>>>>>
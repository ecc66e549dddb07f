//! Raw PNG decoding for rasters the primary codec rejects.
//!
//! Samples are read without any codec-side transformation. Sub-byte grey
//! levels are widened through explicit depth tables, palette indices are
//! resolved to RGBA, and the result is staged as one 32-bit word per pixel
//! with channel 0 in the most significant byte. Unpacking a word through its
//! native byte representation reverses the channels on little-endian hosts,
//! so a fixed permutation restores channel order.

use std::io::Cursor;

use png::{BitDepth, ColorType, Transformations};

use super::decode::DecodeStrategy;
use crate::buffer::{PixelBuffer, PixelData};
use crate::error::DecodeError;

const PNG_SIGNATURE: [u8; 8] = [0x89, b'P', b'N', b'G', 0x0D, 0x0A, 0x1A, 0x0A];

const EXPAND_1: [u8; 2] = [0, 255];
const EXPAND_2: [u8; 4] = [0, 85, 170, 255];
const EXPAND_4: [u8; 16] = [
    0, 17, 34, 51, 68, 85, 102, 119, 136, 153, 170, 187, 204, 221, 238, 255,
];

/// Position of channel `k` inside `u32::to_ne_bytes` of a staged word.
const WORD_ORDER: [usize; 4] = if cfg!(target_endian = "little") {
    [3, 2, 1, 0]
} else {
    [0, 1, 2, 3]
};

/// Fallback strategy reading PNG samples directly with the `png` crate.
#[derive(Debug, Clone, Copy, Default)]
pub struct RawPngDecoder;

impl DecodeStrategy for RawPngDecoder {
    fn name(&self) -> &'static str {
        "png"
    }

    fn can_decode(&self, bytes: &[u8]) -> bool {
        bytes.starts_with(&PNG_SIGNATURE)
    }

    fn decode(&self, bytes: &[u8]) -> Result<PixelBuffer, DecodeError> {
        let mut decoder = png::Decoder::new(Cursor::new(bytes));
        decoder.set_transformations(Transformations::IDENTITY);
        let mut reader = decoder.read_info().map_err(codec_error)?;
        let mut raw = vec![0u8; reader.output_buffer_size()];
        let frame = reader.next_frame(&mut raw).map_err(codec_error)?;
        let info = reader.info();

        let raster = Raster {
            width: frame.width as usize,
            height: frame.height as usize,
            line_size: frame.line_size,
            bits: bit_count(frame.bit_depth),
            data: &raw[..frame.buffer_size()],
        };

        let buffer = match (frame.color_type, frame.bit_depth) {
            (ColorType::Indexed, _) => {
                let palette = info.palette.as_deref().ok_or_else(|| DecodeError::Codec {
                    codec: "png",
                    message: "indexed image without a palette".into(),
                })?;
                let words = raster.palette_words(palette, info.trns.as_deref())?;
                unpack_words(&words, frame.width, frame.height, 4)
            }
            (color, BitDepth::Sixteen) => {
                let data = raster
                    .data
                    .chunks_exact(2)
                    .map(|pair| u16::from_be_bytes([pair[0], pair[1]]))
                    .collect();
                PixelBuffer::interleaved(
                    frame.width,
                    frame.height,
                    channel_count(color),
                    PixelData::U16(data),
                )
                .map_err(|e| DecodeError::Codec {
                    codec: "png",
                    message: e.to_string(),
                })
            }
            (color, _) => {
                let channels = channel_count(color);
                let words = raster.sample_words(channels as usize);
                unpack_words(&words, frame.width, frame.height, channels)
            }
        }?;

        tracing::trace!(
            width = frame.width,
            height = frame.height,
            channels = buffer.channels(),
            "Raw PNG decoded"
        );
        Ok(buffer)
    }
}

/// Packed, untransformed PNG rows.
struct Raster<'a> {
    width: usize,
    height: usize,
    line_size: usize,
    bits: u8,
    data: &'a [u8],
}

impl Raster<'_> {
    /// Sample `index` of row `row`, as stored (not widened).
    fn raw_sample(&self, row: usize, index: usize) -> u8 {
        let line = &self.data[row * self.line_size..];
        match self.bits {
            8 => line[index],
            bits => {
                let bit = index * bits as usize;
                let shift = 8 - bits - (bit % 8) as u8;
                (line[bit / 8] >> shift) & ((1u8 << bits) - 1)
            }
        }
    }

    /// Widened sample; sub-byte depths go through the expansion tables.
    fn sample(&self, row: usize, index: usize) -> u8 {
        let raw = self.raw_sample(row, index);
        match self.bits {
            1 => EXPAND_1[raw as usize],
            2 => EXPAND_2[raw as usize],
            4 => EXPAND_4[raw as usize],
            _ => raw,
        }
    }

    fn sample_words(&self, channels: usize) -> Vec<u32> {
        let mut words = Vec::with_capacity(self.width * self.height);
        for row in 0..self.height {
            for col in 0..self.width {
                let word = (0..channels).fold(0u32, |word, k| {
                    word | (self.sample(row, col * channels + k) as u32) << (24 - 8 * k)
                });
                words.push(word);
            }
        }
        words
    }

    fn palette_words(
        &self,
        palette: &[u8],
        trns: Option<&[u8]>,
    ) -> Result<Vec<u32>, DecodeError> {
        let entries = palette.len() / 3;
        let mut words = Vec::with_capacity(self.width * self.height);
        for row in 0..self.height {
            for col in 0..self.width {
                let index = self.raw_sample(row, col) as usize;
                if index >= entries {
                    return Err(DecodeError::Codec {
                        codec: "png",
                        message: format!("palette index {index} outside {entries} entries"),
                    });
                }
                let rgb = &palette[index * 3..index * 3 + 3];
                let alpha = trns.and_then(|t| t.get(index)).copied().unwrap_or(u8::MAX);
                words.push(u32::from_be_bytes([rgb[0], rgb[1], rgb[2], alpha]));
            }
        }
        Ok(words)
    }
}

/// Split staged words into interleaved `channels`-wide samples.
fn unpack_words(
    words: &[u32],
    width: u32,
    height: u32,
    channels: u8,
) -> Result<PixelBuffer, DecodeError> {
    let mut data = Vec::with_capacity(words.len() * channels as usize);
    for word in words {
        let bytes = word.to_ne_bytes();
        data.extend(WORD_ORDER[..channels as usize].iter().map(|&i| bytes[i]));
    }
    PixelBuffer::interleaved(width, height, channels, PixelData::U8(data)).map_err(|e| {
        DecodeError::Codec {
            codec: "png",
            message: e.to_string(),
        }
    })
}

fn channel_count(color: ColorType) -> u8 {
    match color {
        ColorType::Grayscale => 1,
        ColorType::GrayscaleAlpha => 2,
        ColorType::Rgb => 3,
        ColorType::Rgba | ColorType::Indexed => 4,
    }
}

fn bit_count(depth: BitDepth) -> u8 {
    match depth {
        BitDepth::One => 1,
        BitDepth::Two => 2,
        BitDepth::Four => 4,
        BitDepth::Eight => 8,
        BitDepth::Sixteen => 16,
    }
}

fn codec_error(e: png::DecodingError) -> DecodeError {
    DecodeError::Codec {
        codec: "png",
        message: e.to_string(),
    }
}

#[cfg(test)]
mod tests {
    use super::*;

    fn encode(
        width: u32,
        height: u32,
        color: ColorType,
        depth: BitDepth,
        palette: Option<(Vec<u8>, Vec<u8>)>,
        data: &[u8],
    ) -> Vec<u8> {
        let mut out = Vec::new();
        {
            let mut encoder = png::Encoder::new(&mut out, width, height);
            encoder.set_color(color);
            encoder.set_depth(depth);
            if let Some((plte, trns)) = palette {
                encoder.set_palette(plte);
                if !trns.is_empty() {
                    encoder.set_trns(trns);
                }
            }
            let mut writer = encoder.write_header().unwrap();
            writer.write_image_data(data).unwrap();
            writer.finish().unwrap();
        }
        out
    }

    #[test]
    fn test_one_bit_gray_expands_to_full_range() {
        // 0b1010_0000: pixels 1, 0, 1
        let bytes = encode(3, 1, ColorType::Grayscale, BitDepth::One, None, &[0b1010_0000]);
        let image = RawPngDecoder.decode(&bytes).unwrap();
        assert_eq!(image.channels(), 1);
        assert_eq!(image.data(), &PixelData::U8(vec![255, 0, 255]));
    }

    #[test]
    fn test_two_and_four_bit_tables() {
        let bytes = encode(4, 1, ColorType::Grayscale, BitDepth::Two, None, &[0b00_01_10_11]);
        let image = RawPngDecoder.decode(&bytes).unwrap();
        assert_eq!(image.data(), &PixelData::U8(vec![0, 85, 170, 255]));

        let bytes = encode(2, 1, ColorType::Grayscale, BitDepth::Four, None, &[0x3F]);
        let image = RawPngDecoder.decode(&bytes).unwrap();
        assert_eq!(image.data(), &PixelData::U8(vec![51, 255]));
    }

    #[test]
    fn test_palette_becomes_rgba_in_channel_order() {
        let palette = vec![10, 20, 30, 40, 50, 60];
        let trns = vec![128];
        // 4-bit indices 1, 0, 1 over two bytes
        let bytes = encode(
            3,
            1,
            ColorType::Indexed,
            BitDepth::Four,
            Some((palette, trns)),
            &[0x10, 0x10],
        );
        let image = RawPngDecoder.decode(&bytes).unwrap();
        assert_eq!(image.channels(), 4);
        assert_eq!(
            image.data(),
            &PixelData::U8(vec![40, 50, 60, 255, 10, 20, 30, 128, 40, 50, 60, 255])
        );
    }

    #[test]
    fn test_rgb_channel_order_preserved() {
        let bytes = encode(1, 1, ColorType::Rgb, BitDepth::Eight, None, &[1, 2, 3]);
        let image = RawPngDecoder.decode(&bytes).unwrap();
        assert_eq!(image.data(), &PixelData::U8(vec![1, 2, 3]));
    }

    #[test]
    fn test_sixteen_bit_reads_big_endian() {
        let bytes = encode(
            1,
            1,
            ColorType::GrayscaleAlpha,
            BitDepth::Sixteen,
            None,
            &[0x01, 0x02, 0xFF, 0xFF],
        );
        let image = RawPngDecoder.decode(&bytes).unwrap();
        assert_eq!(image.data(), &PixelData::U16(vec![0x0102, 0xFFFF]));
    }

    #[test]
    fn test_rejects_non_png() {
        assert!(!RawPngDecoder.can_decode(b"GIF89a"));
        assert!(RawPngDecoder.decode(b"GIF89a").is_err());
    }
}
<<<<<
>>>>>
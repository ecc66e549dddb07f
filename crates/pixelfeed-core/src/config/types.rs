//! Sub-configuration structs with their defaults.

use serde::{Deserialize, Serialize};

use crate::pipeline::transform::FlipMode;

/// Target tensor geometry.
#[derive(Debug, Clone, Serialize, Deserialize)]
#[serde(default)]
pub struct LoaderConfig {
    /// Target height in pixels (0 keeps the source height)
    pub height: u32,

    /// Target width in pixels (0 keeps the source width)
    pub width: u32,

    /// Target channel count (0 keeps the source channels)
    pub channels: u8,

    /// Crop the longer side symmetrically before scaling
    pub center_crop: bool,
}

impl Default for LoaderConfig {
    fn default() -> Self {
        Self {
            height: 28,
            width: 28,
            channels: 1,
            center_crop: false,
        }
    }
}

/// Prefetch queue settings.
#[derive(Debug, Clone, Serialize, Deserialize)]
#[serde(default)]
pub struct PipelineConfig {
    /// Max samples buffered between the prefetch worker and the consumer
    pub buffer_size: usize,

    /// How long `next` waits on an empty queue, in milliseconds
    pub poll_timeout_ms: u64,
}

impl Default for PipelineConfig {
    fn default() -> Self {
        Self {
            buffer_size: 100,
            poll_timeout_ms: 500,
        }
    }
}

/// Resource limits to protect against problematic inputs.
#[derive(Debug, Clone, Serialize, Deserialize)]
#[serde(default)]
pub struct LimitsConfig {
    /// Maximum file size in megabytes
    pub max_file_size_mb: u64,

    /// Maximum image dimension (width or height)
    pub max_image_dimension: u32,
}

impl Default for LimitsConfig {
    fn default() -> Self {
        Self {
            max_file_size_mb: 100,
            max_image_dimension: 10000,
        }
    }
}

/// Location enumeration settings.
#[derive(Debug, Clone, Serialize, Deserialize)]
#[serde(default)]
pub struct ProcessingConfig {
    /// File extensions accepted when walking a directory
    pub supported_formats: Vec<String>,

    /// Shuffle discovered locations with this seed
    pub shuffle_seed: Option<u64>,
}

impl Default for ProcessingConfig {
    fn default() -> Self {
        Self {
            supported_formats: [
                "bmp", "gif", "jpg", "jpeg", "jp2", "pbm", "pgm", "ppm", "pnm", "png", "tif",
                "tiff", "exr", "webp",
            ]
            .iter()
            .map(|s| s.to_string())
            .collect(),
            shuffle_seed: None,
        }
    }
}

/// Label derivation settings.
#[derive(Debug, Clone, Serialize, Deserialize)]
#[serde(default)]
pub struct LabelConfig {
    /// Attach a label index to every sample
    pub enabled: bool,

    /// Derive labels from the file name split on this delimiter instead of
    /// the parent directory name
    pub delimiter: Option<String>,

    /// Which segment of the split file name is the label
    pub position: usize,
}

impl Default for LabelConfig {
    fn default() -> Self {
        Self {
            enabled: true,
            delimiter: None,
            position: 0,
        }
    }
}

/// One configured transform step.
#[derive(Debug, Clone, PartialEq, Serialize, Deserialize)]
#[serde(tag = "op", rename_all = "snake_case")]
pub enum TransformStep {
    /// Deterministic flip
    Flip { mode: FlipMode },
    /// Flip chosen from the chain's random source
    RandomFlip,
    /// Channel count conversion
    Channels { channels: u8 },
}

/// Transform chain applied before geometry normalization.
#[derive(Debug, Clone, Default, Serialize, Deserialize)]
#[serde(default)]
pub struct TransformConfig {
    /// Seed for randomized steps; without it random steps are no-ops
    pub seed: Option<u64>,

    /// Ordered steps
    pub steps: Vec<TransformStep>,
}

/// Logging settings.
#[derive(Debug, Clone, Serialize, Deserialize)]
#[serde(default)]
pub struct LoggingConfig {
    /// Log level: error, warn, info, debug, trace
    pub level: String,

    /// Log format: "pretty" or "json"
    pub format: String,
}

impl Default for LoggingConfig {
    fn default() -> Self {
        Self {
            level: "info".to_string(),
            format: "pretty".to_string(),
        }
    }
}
<<<<<
Problem
Which lines of the data contain the string "LimitsConfig"? Copy each one.

Written answer
pub struct LimitsConfig {
impl Default for LimitsConfig {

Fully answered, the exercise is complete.